------ Source information
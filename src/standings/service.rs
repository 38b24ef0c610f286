//! Service facade: the only surface external collaborators call.
//!
//! Every public method returns an [`Envelope`] so callers never match on
//! error types; failures arrive as `{ success: false, error }`.

use std::collections::HashMap;
use std::sync::Arc;

use serde::Serialize;
use tracing::info;

use crate::clock::Clock;
use crate::models::{
    CompetitionStage, Fixture, FixtureId, FixtureParticipant, SeasonId, SportId, StageFormat,
    StageId, Team, TeamId,
};
use crate::store::LeagueStore;

use super::bracket::{self, BracketTree};
use super::filters::{FilterResolver, ResolvedSelection, StandingsFilters};
use super::group::{self, TeamStanding};
use super::navigation::{
    self, CategoryOption, NavigationOptions, SeasonOption, SportOption,
};
use super::{Envelope, StandingsError};

/// Stage standings in the shape matching the stage's format.
#[derive(Debug, Serialize)]
#[serde(tag = "format", content = "standings", rename_all = "snake_case")]
pub enum StandingsData {
    GroupStage(Vec<TeamStanding>),
    Bracket(BracketTree),
}

/// The resolved selection plus the standings it produced, so clients can
/// see which stage a defaulted query landed on.
#[derive(Debug, Serialize)]
pub struct StandingsReport {
    pub selection: ResolvedSelection,
    #[serde(flatten)]
    pub data: StandingsData,
}

/// Stateless standings query service over a shared store and clock.
#[derive(Clone)]
pub struct StandingsService {
    store: Arc<LeagueStore>,
    clock: Arc<dyn Clock>,
    default_stage: CompetitionStage,
}

impl StandingsService {
    pub fn new(
        store: Arc<LeagueStore>,
        clock: Arc<dyn Clock>,
        default_stage: CompetitionStage,
    ) -> Self {
        Self {
            store,
            clock,
            default_stage,
        }
    }

    /// Resolve filters and compute standings for the selected stage.
    pub fn get_standings(&self, filters: &StandingsFilters) -> Envelope<StandingsReport> {
        self.standings(filters).into()
    }

    /// Navigation lists for the current (possibly partial) selection.
    pub fn get_standings_navigation(
        &self,
        filters: &StandingsFilters,
    ) -> Envelope<NavigationOptions> {
        navigation::navigation(&self.store, filters).into()
    }

    /// All seasons that have at least one stage.
    pub fn get_available_seasons(&self) -> Envelope<Vec<SeasonOption>> {
        navigation::navigation(&self.store, &StandingsFilters::default())
            .map(|nav| nav.available_seasons)
            .into()
    }

    /// Sports with a stage in the given season (or any season).
    pub fn get_available_sports(&self, season_id: Option<SeasonId>) -> Envelope<Vec<SportOption>> {
        let filters = StandingsFilters {
            season_id,
            ..Default::default()
        };
        navigation::navigation(&self.store, &filters)
            .map(|nav| nav.available_sports)
            .into()
    }

    /// Categories with a stage matching the given season/sport constraints.
    pub fn get_available_categories(
        &self,
        season_id: Option<SeasonId>,
        sport_id: Option<SportId>,
    ) -> Envelope<Vec<CategoryOption>> {
        let filters = StandingsFilters {
            season_id,
            sport_id,
            ..Default::default()
        };
        navigation::navigation(&self.store, &filters)
            .map(|nav| nav.available_categories)
            .into()
    }

    fn standings(&self, filters: &StandingsFilters) -> Result<StandingsReport, StandingsError> {
        let resolver = FilterResolver::new(&self.store, self.clock.as_ref(), self.default_stage);
        let selection = resolver.resolve(filters)?;

        let data = match selection.competition_stage.format() {
            StageFormat::RoundRobin => {
                StandingsData::GroupStage(self.group_stage_standings(selection.stage_id)?)
            }
            StageFormat::Elimination => {
                StandingsData::Bracket(self.bracket_standings(selection.stage_id)?)
            }
        };

        info!(
            stage_id = %selection.stage_id,
            phase = %selection.competition_stage,
            "computed standings"
        );
        Ok(StandingsReport { selection, data })
    }

    /// Ranked round-robin table for one group stage.
    pub fn group_stage_standings(
        &self,
        stage_id: StageId,
    ) -> Result<Vec<TeamStanding>, StandingsError> {
        let (fixtures, participants, teams) = self.stage_inputs(stage_id)?;
        Ok(group::compute(&fixtures, &participants, &teams))
    }

    /// Elimination tree for one bracket stage.
    pub fn bracket_standings(&self, stage_id: StageId) -> Result<BracketTree, StandingsError> {
        let (fixtures, participants, teams) = self.stage_inputs(stage_id)?;
        Ok(bracket::assemble(&fixtures, &participants, &teams))
    }

    fn stage_inputs(
        &self,
        stage_id: StageId,
    ) -> Result<(Vec<Fixture>, Vec<FixtureParticipant>, HashMap<TeamId, Team>), StandingsError>
    {
        self.store
            .stage(stage_id)?
            .ok_or(StandingsError::StageNotFound)?;

        let fixtures = self.store.fixtures_for_stage(stage_id)?;
        let fixture_ids: Vec<FixtureId> = fixtures.iter().map(|f| f.id).collect();
        let participants = self.store.participants_for_fixtures(&fixture_ids)?;
        let teams = self.store.teams_by_id()?;
        Ok((fixtures, participants, teams))
    }
}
------------
■ What is being asked
Where a line of the data holds "SportId", show that line.

■ Written solution
    CompetitionStage, Fixture, FixtureId, FixtureParticipant, SeasonId, SportId, StageFormat,
        sport_id: Option<SportId>,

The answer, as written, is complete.